Nós que somos pais estamos sempre sujeitos a esses momentos de inquirição por parte dos filhos. A fase do "por quê?" nos deixa de cabelos em pé. Me diz por que que o céu é azul, como na música da Legião Urbana, essas e outras questões de uma simplicidade tal que nos ocorre que, simplesmente, nunca nos preocupamos em conhecer a resposta. Levamos a vida inteira no piloto automático. É isso porque sim, sempre foi; até quem venham nossos filhos e perguntem, "por quê?". E eis o instigante desafio de (re)formular conceitos, ideias, noções, convertê-los em uma linguagem acessível- e nada indica que pare por aí, porque da explicação pode vir (e em regra vem!) o pedido de explicação da explicação. Acho isso bonito e poético: vamos ressignificando nossos introjetados conceitos mediante provocações infantis. Lembro agora Oswald de Andrade: Aprendi com meu filho de dez anos/ Que a poesia é a descoberta/ Das coisas que eu nunca vi.

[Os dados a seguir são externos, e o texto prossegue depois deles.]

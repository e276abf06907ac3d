//! Fixed-size grid partition of the world.
//!
//! The world is a `width x height` block of square cells, each
//! `cell_size` world units wide, starting at the origin. A region's
//! neighborhood is the 3x3 block of cells around it, clipped at the world
//! edge. Regions are numbered row-major: `id = y * width + x`.
//!
//! A region is active while it or any neighbor holds a player-controlled
//! object. Activity is recomputed whenever a playable object spawns,
//! despawns, or crosses a cell boundary.

use std::sync::{Arc, Weak};

use sightline_types::RegionId;
use tracing::debug;

use crate::error::WorldError;
use crate::object::WorldObject;
use crate::partition::PartitionService;
use crate::position::Position;
use crate::region::Region;

/// The grid partition and every region in it.
#[derive(Debug)]
pub struct WorldGrid {
    /// Number of cells along x.
    width: u32,
    /// Number of cells along y.
    height: u32,
    /// Side length of a cell in world units.
    cell_size: u32,
    /// All regions, indexed by region id.
    regions: Vec<Arc<Region>>,
}

impl WorldGrid {
    /// Create a grid of `width x height` empty regions.
    ///
    /// # Errors
    ///
    /// Returns [`WorldError::InvalidDimensions`] if any dimension is zero
    /// or the region count does not fit the id space.
    pub fn new(width: u32, height: u32, cell_size: u32) -> Result<Self, WorldError> {
        if width == 0 || height == 0 || cell_size == 0 {
            return Err(WorldError::InvalidDimensions {
                reason: format!(
                    "width, height and cell_size must be non-zero (got {width}x{height}, cell {cell_size})"
                ),
            });
        }
        let count = width
            .checked_mul(height)
            .ok_or_else(|| WorldError::InvalidDimensions {
                reason: format!("{width}x{height} regions overflow the region id space"),
            })?;

        let mut regions = Vec::with_capacity(usize::try_from(count).unwrap_or(0));
        for y in 0..height {
            for x in 0..width {
                let neighbors = neighborhood(x, y, width, height);
                regions.push(Arc::new(Region::new(cell_id(x, y, width), neighbors)));
            }
        }

        Ok(Self {
            width,
            height,
            cell_size,
            regions,
        })
    }

    /// Number of cells along x.
    pub const fn width(&self) -> u32 {
        self.width
    }

    /// Number of cells along y.
    pub const fn height(&self) -> u32 {
        self.height
    }

    /// Side length of a cell in world units.
    pub const fn cell_size(&self) -> u32 {
        self.cell_size
    }

    /// Total number of resident objects across all regions.
    pub fn object_count(&self) -> usize {
        self.regions.iter().map(|region| region.object_count()).sum()
    }

    /// Number of regions currently active.
    pub fn active_region_count(&self) -> usize {
        self.regions.iter().filter(|region| region.is_active()).count()
    }

    /// Find the region containing `position`.
    ///
    /// # Errors
    ///
    /// Returns [`WorldError::OutOfBounds`] if the position lies outside
    /// the grid.
    pub fn region_at(&self, position: Position) -> Result<Arc<Region>, WorldError> {
        let out_of_bounds = || WorldError::OutOfBounds {
            x: position.x,
            y: position.y,
        };
        let x = u32::try_from(position.x).map_err(|_err| out_of_bounds())?;
        let y = u32::try_from(position.y).map_err(|_err| out_of_bounds())?;
        let cx = x.checked_div(self.cell_size).ok_or_else(out_of_bounds)?;
        let cy = y.checked_div(self.cell_size).ok_or_else(out_of_bounds)?;
        if cx >= self.width || cy >= self.height {
            return Err(out_of_bounds());
        }
        let id = cell_id(cx, cy, self.width);
        self.region(id).ok_or(WorldError::RegionNotFound(id))
    }

    /// Place `object` into the world at `position` and make it visible.
    ///
    /// # Errors
    ///
    /// Returns [`WorldError::AlreadySpawned`] if the object is already in
    /// the world, or [`WorldError::OutOfBounds`] for a bad position.
    pub fn spawn(&self, object: &Arc<WorldObject>, position: Position) -> Result<RegionId, WorldError> {
        if object.is_visible() {
            return Err(WorldError::AlreadySpawned(object.id()));
        }
        let region = self.region_at(position)?;

        object.set_position(position);
        object.set_region(Arc::downgrade(&region));
        region.add_object(object);
        object.set_visible(true);

        if object.kind().is_playable() {
            self.refresh_activity_around(&region);
        }
        debug!(object = %object.id(), region = %region.id(), "object spawned");
        Ok(region.id())
    }

    /// Remove `object` from the world.
    ///
    /// Every resident that knows it forgets it with `forget = true`, and
    /// its own known list is cleared. Known lists can lag behind movement,
    /// so observers are searched across the whole grid rather than only
    /// around the object's last region.
    ///
    /// # Errors
    ///
    /// Returns [`WorldError::NotSpawned`] if the object is not in the world.
    pub fn despawn(&self, object: &Arc<WorldObject>) -> Result<(), WorldError> {
        let region = object
            .region()
            .filter(|_| object.is_visible())
            .ok_or(WorldError::NotSpawned(object.id()))?;

        object.set_visible(false);
        region.remove_object(object.id());
        object.set_region(Weak::new());

        for resident in self.regions.iter().flat_map(|cell| cell.objects()) {
            resident.remove_known_object(object, true);
        }
        object.known_list().clear();

        if object.kind().is_playable() {
            self.refresh_activity_around(&region);
        }
        debug!(object = %object.id(), region = %region.id(), "object despawned");
        Ok(())
    }

    /// Move a spawned object to `position`, migrating it between regions
    /// when it crosses a cell boundary. Returns the region it ends up in.
    ///
    /// # Errors
    ///
    /// Returns [`WorldError::NotSpawned`] if the object is not in the
    /// world, or [`WorldError::OutOfBounds`] for a bad position.
    pub fn move_to(&self, object: &Arc<WorldObject>, position: Position) -> Result<RegionId, WorldError> {
        let current = object
            .region()
            .filter(|_| object.is_visible())
            .ok_or(WorldError::NotSpawned(object.id()))?;
        let target = self.region_at(position)?;

        object.set_position(position);
        if target.id() != current.id() {
            current.remove_object(object.id());
            object.set_region(Arc::downgrade(&target));
            target.add_object(object);

            if object.kind().is_playable() {
                self.refresh_activity_around(&current);
                self.refresh_activity_around(&target);
            }
        }
        Ok(target.id())
    }

    /// Recompute the active flag of every region around `region`.
    fn refresh_activity_around(&self, region: &Region) {
        for id in region.neighbor_ids() {
            let Some(candidate) = self.region(*id) else {
                continue;
            };
            let active = candidate
                .neighbor_ids()
                .iter()
                .filter_map(|neighbor| self.region(*neighbor))
                .any(|neighbor| neighbor.has_playables());
            if candidate.set_active(active) != active {
                debug!(region = %candidate.id(), active, "region activity changed");
            }
        }
    }
}

impl PartitionService for WorldGrid {
    fn regions(&self) -> &[Arc<Region>] {
        &self.regions
    }

    fn region(&self, id: RegionId) -> Option<Arc<Region>> {
        let index = usize::try_from(id.into_inner()).ok()?;
        self.regions.get(index).cloned()
    }
}

/// Row-major region id of cell `(x, y)`.
fn cell_id(x: u32, y: u32, width: u32) -> RegionId {
    RegionId(y.saturating_mul(width).saturating_add(x))
}

/// The 3x3 block of cells around `(x, y)`, clipped to the grid.
fn neighborhood(x: u32, y: u32, width: u32, height: u32) -> Vec<RegionId> {
    let x_max = x.saturating_add(1).min(width.saturating_sub(1));
    let y_max = y.saturating_add(1).min(height.saturating_sub(1));
    let mut ids = Vec::with_capacity(9);
    for ny in y.saturating_sub(1)..=y_max {
        for nx in x.saturating_sub(1)..=x_max {
            ids.push(cell_id(nx, ny, width));
        }
    }
    ids
}

#[cfg(test)]
#[allow(clippy::unwrap_used)]
mod tests {
    use sightline_types::{ObjectId, ObjectKind};

    use super::*;

    fn grid() -> WorldGrid {
        WorldGrid::new(4, 4, 100).unwrap()
    }

    fn spawn(grid: &WorldGrid, id: u32, kind: ObjectKind, x: i32, y: i32) -> Arc<WorldObject> {
        let object = WorldObject::builder(ObjectId(id), kind).build();
        grid.spawn(&object, Position::new(x, y, 0)).unwrap();
        object
    }

    #[test]
    fn rejects_zero_dimensions() {
        assert!(matches!(
            WorldGrid::new(0, 4, 100),
            Err(WorldError::InvalidDimensions { .. })
        ));
        assert!(WorldGrid::new(4, 4, 0).is_err());
    }

    #[test]
    fn corner_has_four_neighbors_and_center_nine() {
        let grid = grid();
        assert_eq!(grid.region(RegionId(0)).unwrap().neighbor_ids().len(), 4);
        assert_eq!(grid.region(RegionId(5)).unwrap().neighbor_ids().len(), 9);
        assert!(grid.is_neighbor(RegionId(0), RegionId(5)));
        assert!(!grid.is_neighbor(RegionId(0), RegionId(2)));
    }

    #[test]
    fn positions_map_to_cells() {
        let grid = grid();
        assert_eq!(grid.region_at(Position::new(150, 250, 0)).unwrap().id(), RegionId(9));
        assert!(matches!(
            grid.region_at(Position::new(-1, 0, 0)),
            Err(WorldError::OutOfBounds { .. })
        ));
        assert!(grid.region_at(Position::new(400, 0, 0)).is_err());
    }

    #[test]
    fn players_activate_their_neighborhood() {
        let grid = grid();
        let player = spawn(&grid, 1, ObjectKind::Player, 50, 50);
        assert!(grid.region(RegionId(0)).unwrap().is_active());
        assert!(grid.region(RegionId(5)).unwrap().is_active());
        assert!(!grid.region(RegionId(2)).unwrap().is_active());

        grid.move_to(&player, Position::new(350, 350, 0)).unwrap();
        assert!(!grid.region(RegionId(0)).unwrap().is_active());
        assert!(grid.region(RegionId(15)).unwrap().is_active());
        assert!(grid.region(RegionId(10)).unwrap().is_active());
    }

    #[test]
    fn npcs_do_not_activate_regions() {
        let grid = grid();
        spawn(&grid, 1, ObjectKind::Monster, 50, 50);
        assert_eq!(grid.active_region_count(), 0);
    }

    #[test]
    fn double_spawn_is_rejected() {
        let grid = grid();
        let npc = spawn(&grid, 1, ObjectKind::Npc, 50, 50);
        assert!(matches!(
            grid.spawn(&npc, Position::new(60, 60, 0)),
            Err(WorldError::AlreadySpawned(_))
        ));
    }

    #[test]
    fn despawn_makes_neighbors_forget() {
        let grid = grid();
        let player = spawn(&grid, 1, ObjectKind::Player, 50, 50);
        let npc = spawn(&grid, 2, ObjectKind::Npc, 150, 50);
        player.add_known_object(&npc);
        npc.add_known_object(&player);

        grid.despawn(&npc).unwrap();
        assert!(!player.knows(npc.id()));
        assert!(npc.known_list().is_empty());
        assert!(!npc.is_visible());
        assert!(matches!(grid.despawn(&npc), Err(WorldError::NotSpawned(_))));
    }

    #[test]
    fn despawn_reaches_observers_that_moved_away() {
        let grid = WorldGrid::new(6, 1, 100).unwrap();
        let player = spawn(&grid, 1, ObjectKind::Player, 50, 50);
        let npc = spawn(&grid, 2, ObjectKind::Npc, 150, 50);
        player.add_known_object(&npc);

        grid.move_to(&player, Position::new(450, 50, 0)).unwrap();
        assert!(!grid.is_neighbor(player.region_id().unwrap(), npc.region_id().unwrap()));
        assert!(player.knows(npc.id()));

        grid.despawn(&npc).unwrap();
        assert!(!player.knows(npc.id()));
    }

    #[test]
    fn move_within_a_cell_keeps_the_region() {
        let grid = grid();
        let npc = spawn(&grid, 1, ObjectKind::Npc, 10, 10);
        assert_eq!(grid.move_to(&npc, Position::new(90, 90, 0)).unwrap(), RegionId(0));
        assert_eq!(grid.move_to(&npc, Position::new(110, 90, 0)).unwrap(), RegionId(1));
        assert!(!grid.region(RegionId(0)).unwrap().contains(npc.id()));
        assert_eq!(grid.object_count(), 1);
    }
}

Também o Direito precisa ser reduzido, vertido, a uma linguagem acessível. Quanto mais hermético mais distante da vida social, e isso nada mais significa que obsolescência do Direito: torna-se inútil, afinal, porque ele existe justamente para a vida social. E não o contrário. O Direito como organização da vida social é, de forma precisa, a definição de Clóvis Beviláqua (leia-se seus "Escritos esparsos", organizados por Calheiros Bomfim). Ora, que dizer de uma sociedade que não conhece aquilo que lhe organiza? Um rebanho ou manada, decerto, mas não um agrupamento de seres racionais.

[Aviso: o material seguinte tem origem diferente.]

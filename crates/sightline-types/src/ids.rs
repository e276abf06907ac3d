//! Type-safe identifier wrappers around plain integers.
//!
//! World objects carry a stable integer identity for their whole lifetime.
//! Regions are numbered once at world-partition setup and never renumbered.

use serde::{Deserialize, Serialize};

/// Generates a newtype wrapper around `u32` with standard derives.
macro_rules! define_id {
    (
        $(#[$meta:meta])*
        $name:ident
    ) => {
        $(#[$meta])*
        #[derive(Debug, Clone, Copy, PartialEq, Eq, PartialOrd, Ord, Hash, Serialize, Deserialize)]
        #[serde(transparent)]
        pub struct $name(pub u32);

        impl $name {
            /// Return the inner integer value.
            pub const fn into_inner(self) -> u32 {
                self.0
            }
        }

        impl core::fmt::Display for $name {
            fn fmt(&self, f: &mut core::fmt::Formatter<'_>) -> core::fmt::Result {
                write!(f, "{}", self.0)
            }
        }

        impl From<u32> for $name {
            fn from(id: u32) -> Self {
                Self(id)
            }
        }

        impl From<$name> for u32 {
            fn from(id: $name) -> Self {
                id.0
            }
        }
    };
}

define_id! {
    /// Stable identity of a world object (player, NPC, item, ...).
    ObjectId
}

define_id! {
    /// Identity of a region (grid cell) in the world partition.
    RegionId
}
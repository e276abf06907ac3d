//! Outbound notifications emitted by the core.
//!
//! Wire encoding is somebody else's problem: these are plain values handed
//! to a notifier, which forwards them to whatever transport exists.

use serde::{Deserialize, Serialize};

use crate::ids::ObjectId;

/// A message addressed to one world object.
#[derive(Debug, Clone, Copy, PartialEq, Eq, Serialize, Deserialize)]
#[serde(tag = "type", rename_all = "snake_case")]
pub enum Notification {
    /// The subject left its attack stance.
    CombatStanceEnded {
        /// Object whose stance ended.
        subject: ObjectId,
    },
    /// The subject entered the recipient's known list.
    ObjectAppeared {
        /// The newly known object.
        subject: ObjectId,
    },
    /// The subject left the recipient's known list.
    ObjectVanished {
        /// The forgotten object.
        subject: ObjectId,
        /// `true` when the subject was destroyed rather than merely out of
        /// range.
        forget: bool,
    },
}

impl Notification {
    /// The object the notification is about.
    pub const fn subject(&self) -> ObjectId {
        match *self {
            Self::CombatStanceEnded { subject }
            | Self::ObjectAppeared { subject }
            | Self::ObjectVanished { subject, .. } => subject,
        }
    }
}

#[cfg(test)]
#[allow(clippy::unwrap_used)]
mod tests {
    use super::*;

    #[test]
    fn serializes_with_type_tag() {
        let json = serde_json::to_string(&Notification::CombatStanceEnded {
            subject: ObjectId(5),
        })
        .unwrap();
        assert_eq!(json, r#"{"type":"combat_stance_ended","subject":5}"#);
    }

    #[test]
    fn subject_is_extracted_from_every_variant() {
        let vanished = Notification::ObjectVanished {
            subject: ObjectId(3),
            forget: true,
        };
        assert_eq!(vanished.subject(), ObjectId(3));
    }
}
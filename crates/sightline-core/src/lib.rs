//! Known-list refresh scheduling and engagement tracking for Sightline.
//!
//! This crate keeps every live object aware of the objects near it and
//! tracks which actors are currently in combat.
//!
//! # Modules
//!
//! - [`config`] -- Configuration loading from `sightline-config.yaml`.
//! - [`engagement`] -- [`EngagementTracker`]: attack-stance records and
//!   their expiry sweep.
//! - [`hooks`] -- Known-list specializations for guards, monsters, and
//!   players.
//! - [`notify`] -- The [`Notifier`] seam to the outbound layer.
//! - [`refresh`] -- [`KnownListRefresher`]: the alternating forget/add
//!   refresh cycle with per-region fault isolation.
//! - [`runtime`] -- [`Runtime`]: process-lifetime wiring of all of the
//!   above.
//! - [`service`] -- Periodic background units and their handles.
//!
//! [`EngagementTracker`]: engagement::EngagementTracker
//! [`KnownListRefresher`]: refresh::KnownListRefresher
//! [`Notifier`]: notify::Notifier
//! [`Runtime`]: runtime::Runtime

pub mod config;
pub mod engagement;
pub mod hooks;
pub mod notify;
pub mod refresh;
pub mod runtime;
pub mod service;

Quanto mais próximos da, digamos, ponta da cadeia jurídica mais percebemos o problema do hermetismo do Direito. Colei grau em 2002 e sou advogado desde então- ao longo da minha carreira em inúmeras vezes senti na pele a dificuldade de fazer o cliente compreender o significado de algum andamento processual ou de alguma decisão. É evidente que o maior ou menor grau de instrução formal influi nisso; mas somos o país em que mais da metade dos brasileiros de 25 anos ou mais não concluiu a educação básica (dados de 2018, vide aqui). O Sistema de Justiça de um Estado dito Democrático e Social de Direito deveria estar sensível a isso.

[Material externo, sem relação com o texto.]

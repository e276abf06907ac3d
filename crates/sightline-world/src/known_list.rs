//! Per-object registry of the other objects it currently knows.
//!
//! A [`KnownList`] is owned by exactly one [`WorldObject`] and maps known
//! object ids to weak references, so knowing an object never keeps it
//! alive. Membership is not symmetric: `A` knowing `B` says nothing about
//! `B` knowing `A`. Each side is reconciled by the refresh pass that
//! processes that side.
//!
//! Derived behavior (AI wake-ups, client notifications) is layered on with
//! a [`KnownListHooks`] implementation chosen per actor kind. Hooks react
//! to single membership edges and run after the map lock is released, so
//! they are free to touch other objects' known lists.

use std::collections::HashMap;
use std::collections::hash_map::Entry;
use std::fmt;
use std::sync::{Arc, RwLock, Weak};

use sightline_types::ObjectId;

use crate::object::WorldObject;
use crate::sync;

/// Extension points invoked after a known-list membership edge changes.
///
/// Implementations must be idempotent: re-entering a state the owner is
/// already in is a no-op, never an error. They must not remove the entry
/// that was just added, and they must not re-scan the whole known list.
pub trait KnownListHooks: Send + Sync + fmt::Debug {
    /// Called after `object` was added to `owner`'s known list.
    fn on_known(&self, owner: &WorldObject, object: &Arc<WorldObject>) {
        let _ = (owner, object);
    }

    /// Called after `object` was removed from `owner`'s known list.
    ///
    /// `forget` is `true` when the object is gone for good (destroyed or
    /// despawned) and `false` when it merely left range.
    fn on_forgotten(&self, owner: &WorldObject, object: &Arc<WorldObject>, forget: bool) {
        let _ = (owner, object, forget);
    }
}

/// Hooks that do nothing; the default for inert objects.
#[derive(Debug, Clone, Copy, Default)]
pub struct NoHooks;

impl KnownListHooks for NoHooks {}

/// The set of objects one world object currently knows.
#[derive(Debug)]
pub struct KnownList {
    /// Known object id -> non-owning reference.
    known: RwLock<HashMap<ObjectId, Weak<WorldObject>>>,
    /// Per-kind reactions to membership changes.
    hooks: Arc<dyn KnownListHooks>,
}

impl KnownList {
    /// Create an empty known list with the given hooks.
    pub fn new(hooks: Arc<dyn KnownListHooks>) -> Self {
        Self {
            known: RwLock::new(HashMap::new()),
            hooks,
        }
    }

    /// Add `object` to the list owned by `owner`.
    ///
    /// Returns `false` without mutating anything when `object` is the
    /// owner itself or is already known. On success the post-add hook runs
    /// before `true` is returned.
    pub fn add_known_object(&self, owner: &WorldObject, object: &Arc<WorldObject>) -> bool {
        if object.id() == owner.id() {
            return false;
        }

        {
            let mut known = sync::write(&self.known);
            match known.entry(object.id()) {
                Entry::Occupied(mut slot) => {
                    // A live entry means the object is already known. A dead
                    // one belonged to a previous incarnation of the id.
                    if slot.get().strong_count() > 0 {
                        return false;
                    }
                    slot.insert(Arc::downgrade(object));
                }
                Entry::Vacant(slot) => {
                    slot.insert(Arc::downgrade(object));
                }
            }
        }

        self.hooks.on_known(owner, object);
        true
    }

    /// Remove `object` from the list owned by `owner`.
    ///
    /// Returns `false` when the object is not known. On success the
    /// post-remove hook runs before `true` is returned.
    pub fn remove_known_object(
        &self,
        owner: &WorldObject,
        object: &Arc<WorldObject>,
        forget: bool,
    ) -> bool {
        if sync::write(&self.known).remove(&object.id()).is_none() {
            return false;
        }

        self.hooks.on_forgotten(owner, object, forget);
        true
    }

    /// Drop every entry that no longer satisfies `still_known`.
    ///
    /// With `full_scan` every entry is re-evaluated. Without it only
    /// playable entries are checked, since those are the ones that can
    /// leave range quickly. Entries whose object has been dropped are
    /// purged silently in both modes. Returns the number of entries removed
    /// through [`remove_known_object`](Self::remove_known_object).
    pub fn forget_objects<F>(&self, owner: &WorldObject, full_scan: bool, still_known: F) -> usize
    where
        F: Fn(&WorldObject) -> bool,
    {
        let snapshot: Vec<(ObjectId, Weak<WorldObject>)> = sync::read(&self.known)
            .iter()
            .map(|(id, weak)| (*id, Weak::clone(weak)))
            .collect();

        let mut removed: usize = 0;
        for (id, weak) in snapshot {
            let Some(object) = weak.upgrade() else {
                let mut known = sync::write(&self.known);
                if known.get(&id).is_some_and(|current| current.ptr_eq(&weak)) {
                    known.remove(&id);
                }
                continue;
            };

            if !full_scan && !object.kind().is_playable() {
                continue;
            }

            if !still_known(&object) && self.remove_known_object(owner, &object, true) {
                removed = removed.saturating_add(1);
            }
        }
        removed
    }

    /// Remove every entry without running hooks.
    ///
    /// Used when the owner itself leaves the world. Returns how many
    /// entries were dropped.
    pub fn clear(&self) -> usize {
        let mut known = sync::write(&self.known);
        let count = known.len();
        known.clear();
        count
    }

    /// Whether an object with this id is known.
    pub fn contains(&self, id: ObjectId) -> bool {
        sync::read(&self.known)
            .get(&id)
            .is_some_and(|weak| weak.strong_count() > 0)
    }

    /// Number of entries, including any not yet purged.
    pub fn len(&self) -> usize {
        sync::read(&self.known).len()
    }

    /// Whether the list has no entries.
    pub fn is_empty(&self) -> bool {
        sync::read(&self.known).is_empty()
    }

    /// Ids of all known objects.
    pub fn known_ids(&self) -> Vec<ObjectId> {
        sync::read(&self.known).keys().copied().collect()
    }

    /// All known objects that are still alive.
    pub fn known_objects(&self) -> Vec<Arc<WorldObject>> {
        sync::read(&self.known)
            .values()
            .filter_map(Weak::upgrade)
            .collect()
    }

    /// Known objects that are player-controlled.
    pub fn known_playables(&self) -> Vec<Arc<WorldObject>> {
        self.known_objects()
            .into_iter()
            .filter(|object| object.kind().is_playable())
            .collect()
    }
}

Os excelentíssimos doutores dos tribunais superiores, enquanto isso, vão flanando pedantes. Penso que o CNJ, que já tem tantas boas iniciativas como o Justiça Presente, poderia envidar esforços nisto: a facilitação do acesso do cidadão comum ao Direito. Veja-se então que não me refiro apenas ao acesso ao Judiciário, mediante o fortalecimento das Defensorias Públicas e a ampliação dos Juizados Especiais, por exemplo; mas sim ao próprio aspecto educacional da coisa. A Constituição deveria ser distribuídas às mancheias pelas escolas deste país. Não falo em colocar uma carteira de advogado na mão de cada um. Pelo contrário, penso como Lenio Streck que o Direito enquanto prática é coisa séria e requer estudo (assim como a medicina e a engenharia não podem ser exercidas por leigos por imperativos cruciais de segurança). Mas isso não impede a formação de uma cultura jurídica na população desde os bancos escolares, coisa que deveria ser considerada inerente à própria cidadania. O Ministério da Educação deve participar disso também, ainda que do "imprecionante" MEC de Bolsonaro não devamos esperar muita coisa.